Guerra di Angola coinvolge stati confinanti, scontro in cui la cina si ritira e usa
hanno difficoltà a continuarla, finsice per avere la vittoria la parte filosovietica nel
76, e firma trattato di amicizia con mosca. Altra area dell’africa è investita dalla
guerra fredda diciamo, il corno d’africa (etiopia e somalia), in entrambi paesi c’è
un colpo di stato a metà anni 70 filocomunsita, nascono due regimi filocomunisti
ma che entrano in rivalità tra loro nel 77 e un.sov si schiera dalla parte
dell’etiopia, con supporto di cuba come per angola, etiopia riesce a vincere,
anche qui vittoria sovietica, vittoria con la concessione di basi militari sulla costa
etiope che passa l’idea negli usa di una un.sov. espansionista e dotata di armi
preoccupanti.

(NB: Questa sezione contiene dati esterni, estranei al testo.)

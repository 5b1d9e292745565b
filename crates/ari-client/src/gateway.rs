//! The call-control gateway seam.

use async_trait::async_trait;
use serde_json::Value;
use tracing::{debug, warn};

use crate::command::{Command, DeviceState, OriginateRequest};
use crate::error::GatewayError;

/// Issues commands against an external call-control platform.
///
/// Implementors only provide [`send_command`](CallControl::send_command);
/// the typed helpers are built on top of it so test doubles observe every
/// command exactly as it would go over the wire.
#[async_trait]
pub trait CallControl: Send + Sync {
    /// Send a raw command and return the decoded JSON response
    /// (`Value::Null` for empty bodies).
    async fn send_command(&self, command: Command) -> Result<Value, GatewayError>;

    /// Start music on hold on a channel.
    async fn start_moh(&self, channel_id: &str, moh_class: &str) -> Result<(), GatewayError> {
        self.send_command(Command::start_moh(channel_id, moh_class))
            .await
            .map(|_| ())
    }

    /// Stop music on hold on a channel.
    async fn stop_moh(&self, channel_id: &str) -> Result<(), GatewayError> {
        self.send_command(Command::stop_moh(channel_id)).await.map(|_| ())
    }

    /// Originate a channel and return its id.
    async fn originate(&self, request: &OriginateRequest) -> Result<String, GatewayError> {
        let response = self.send_command(Command::originate(request)).await?;
        response
            .get("id")
            .and_then(Value::as_str)
            .filter(|id| !id.is_empty())
            .map(str::to_string)
            .ok_or(GatewayError::MissingField("id"))
    }

    /// Hang up a channel.
    async fn hangup(&self, channel_id: &str) -> Result<(), GatewayError> {
        self.send_command(Command::hangup(channel_id)).await.map(|_| ())
    }

    /// Join two channels in a new mixing bridge and return the bridge id.
    async fn bridge(&self, first: &str, second: &str) -> Result<String, GatewayError> {
        let requested = uuid::Uuid::new_v4().to_string();
        let response = self.send_command(Command::create_bridge(&requested)).await?;
        let bridge_id = response
            .get("id")
            .and_then(Value::as_str)
            .map(str::to_string)
            .unwrap_or(requested);

        debug!("Adding {} and {} to bridge {}", first, second, bridge_id);
        if let Err(e) = self
            .send_command(Command::add_to_bridge(&bridge_id, &[first, second]))
            .await
        {
            if let Err(destroy) = self.send_command(Command::destroy_bridge(&bridge_id)).await {
                warn!("Failed to destroy bridge {}: {}", bridge_id, destroy);
            }
            return Err(e);
        }
        Ok(bridge_id)
    }

    /// Query the state of a device by its device state name.
    async fn device_state(&self, device_state_id: &str) -> Result<DeviceState, GatewayError> {
        let response = self.send_command(Command::device_state(device_state_id)).await?;
        if response.is_null() {
            return Ok(DeviceState::default());
        }
        Ok(serde_json::from_value(response)?)
    }
}

#[cfg(test)]
mod tests {
    use super::*;
    use serde_json::json;
    use std::sync::Mutex;

    /// Answers every command with a fixed response and records it.
    struct FixedGateway {
        response: Value,
        failing_suffix: Option<&'static str>,
        seen: Mutex<Vec<Command>>,
    }

    impl FixedGateway {
        fn new(response: Value) -> Self {
            Self {
                response,
                failing_suffix: None,
                seen: Mutex::new(Vec::new()),
            }
        }

        fn failing_on(mut self, suffix: &'static str) -> Self {
            self.failing_suffix = Some(suffix);
            self
        }

        fn seen(&self) -> Vec<String> {
            self.seen.lock().unwrap().iter().map(|c| c.to_string()).collect()
        }
    }

    #[async_trait]
    impl CallControl for FixedGateway {
        async fn send_command(&self, command: Command) -> Result<Value, GatewayError> {
            let fails = self
                .failing_suffix
                .map_or(false, |suffix| command.resource.ends_with(suffix));
            self.seen.lock().unwrap().push(command);
            if fails {
                return Err(GatewayError::Connection("refused".to_string()));
            }
            Ok(self.response.clone())
        }
    }

    #[tokio::test]
    async fn test_originate_returns_id() {
        let gateway = FixedGateway::new(json!({ "id": "agent-1" }));
        let id = gateway
            .originate(&OriginateRequest::new("PJSIP/2765", "app"))
            .await
            .unwrap();
        assert_eq!(id, "agent-1");
    }

    #[tokio::test]
    async fn test_originate_without_id_fails() {
        for response in [json!({}), json!({ "id": "" }), Value::Null] {
            let gateway = FixedGateway::new(response);
            let result = gateway
                .originate(&OriginateRequest::new("PJSIP/2765", "app"))
                .await;
            assert!(matches!(result, Err(GatewayError::MissingField("id"))));
        }
    }

    #[tokio::test]
    async fn test_bridge_uses_returned_id() {
        let gateway = FixedGateway::new(json!({ "id": "bridge-9" }));
        let id = gateway.bridge("caller-1", "agent-1").await.unwrap();
        assert_eq!(id, "bridge-9");
        assert_eq!(
            gateway.seen(),
            vec!["POST bridges", "POST bridges/bridge-9/addChannel"]
        );
    }

    #[tokio::test]
    async fn test_failed_join_destroys_bridge() {
        let gateway = FixedGateway::new(json!({ "id": "bridge-9" })).failing_on("/addChannel");
        let result = gateway.bridge("caller-1", "agent-1").await;
        assert!(matches!(result, Err(GatewayError::Connection(_))));
        assert_eq!(
            gateway.seen(),
            vec![
                "POST bridges",
                "POST bridges/bridge-9/addChannel",
                "DELETE bridges/bridge-9"
            ]
        );
    }

    #[tokio::test]
    async fn test_device_state_parses_response() {
        let gateway = FixedGateway::new(json!({ "name": "SIP/6000", "state": "NOT_INUSE" }));
        let state = gateway.device_state("SIP/6000").await.unwrap();
        assert_eq!(state.name, "SIP/6000");
        assert_eq!(state.state, "NOT_INUSE");
        assert_eq!(gateway.seen(), vec!["GET deviceStates/SIP%2F6000"]);
    }
}
//! Session storage contract and an in-memory implementation.

use std::collections::HashMap;

use async_trait::async_trait;
use tokio::sync::RwLock;
use tracing::debug;

use crate::error::SessionError;
use crate::session::CallSession;

/// Result of a compare-and-swap write.
#[derive(Debug, Clone, PartialEq)]
pub enum CasOutcome {
    /// The write landed; carries the stored record with its new version.
    Swapped(CallSession),
    /// Another writer got there first; re-read and retry.
    Conflict,
}

impl CasOutcome {
    pub fn is_swapped(&self) -> bool {
        matches!(self, CasOutcome::Swapped(_))
    }
}

/// Storage for per-call sessions.
///
/// Every successful write bumps the record's `version`.
#[async_trait]
pub trait SessionStore: Send + Sync {
    /// Load the session for a call.
    async fn get(&self, call_id: &str) -> Result<Option<CallSession>, SessionError>;

    /// Write a session unconditionally, returning the stored record.
    async fn upsert(&self, session: CallSession) -> Result<CallSession, SessionError>;

    /// Write a session only if the stored version equals `session.version`.
    ///
    /// Returns [`SessionError::NotFound`] when no session exists for the call.
    async fn compare_and_swap(&self, session: CallSession) -> Result<CasOutcome, SessionError>;
}

/// Thread-safe in-memory session store.
#[derive(Debug, Default)]
pub struct InMemorySessionStore {
    sessions: RwLock<HashMap<String, CallSession>>,
}

impl InMemorySessionStore {
    /// Create a new empty store.
    pub fn new() -> Self {
        Self::default()
    }

    /// Remove a session when its call ends.
    pub async fn remove(&self, call_id: &str) -> Option<CallSession> {
        self.sessions.write().await.remove(call_id)
    }

    /// Number of stored sessions.
    pub async fn len(&self) -> usize {
        self.sessions.read().await.len()
    }

    pub async fn is_empty(&self) -> bool {
        self.sessions.read().await.is_empty()
    }
}

#[async_trait]
impl SessionStore for InMemorySessionStore {
    async fn get(&self, call_id: &str) -> Result<Option<CallSession>, SessionError> {
        Ok(self.sessions.read().await.get(call_id).cloned())
    }

    async fn upsert(&self, mut session: CallSession) -> Result<CallSession, SessionError> {
        let mut sessions = self.sessions.write().await;
        let current = sessions.get(&session.call_id).map(|s| s.version).unwrap_or(0);
        session.version = current + 1;
        sessions.insert(session.call_id.clone(), session.clone());
        Ok(session)
    }

    async fn compare_and_swap(&self, mut session: CallSession) -> Result<CasOutcome, SessionError> {
        let mut sessions = self.sessions.write().await;
        let stored = sessions
            .get(&session.call_id)
            .ok_or_else(|| SessionError::NotFound(session.call_id.clone()))?;

        if stored.version != session.version {
            debug!(
                "CAS conflict for {}: expected v{}, found v{}",
                session.call_id, session.version, stored.version
            );
            return Ok(CasOutcome::Conflict);
        }

        session.version += 1;
        sessions.insert(session.call_id.clone(), session.clone());
        Ok(CasOutcome::Swapped(session))
    }
}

Tutto questo contribuisce a influire negativamente sulle trattative
per il controllo delle armi nucelari (il salt2). In questo contesto in cui le trattative
non si interrompono ma fanno fatica, cominica a emergere al’interno di usa un
dissenso, delle posizioni più duri, critiche verso nixon e ford. Il leader di questa
alla critica è reagan (partito repubblicano). L’emergere nel partito repubblicano
in queste situa rappresenta momento epocale nella storia usa, reagan vuole
atteggiamento più duro in nome dei valori che si rifanno alla tradiione
americana, come la libertà, la libertà individuale, in contrapposizione con quello
che accade nei sistemi totalitari. Piano piano emergerà attrono a questi concetti
altre declinazioni di questo nuovo accento sulla libertà individuale, questi valori
si declineranno in modi nuovi, libertà economica, dell’individuo dallo stato, dalle
tasse. Fino a quel momento, i presidenti che si sono posti come maggior
iinterpreti di politica estera dell’idealismo della tradizione americana sono stati i
pres. democratici. L’ultimo pres democratico che cercherà di portare avanti una
operaz. di questo tipo sarà carter, che avrà il suo accento particolare sul
discorso dei diritti umani, la sua presidenza sarà fallimentare e da quel momento
in poi il testimone dell’idealismo passerà nel campo repubblicano (reagan).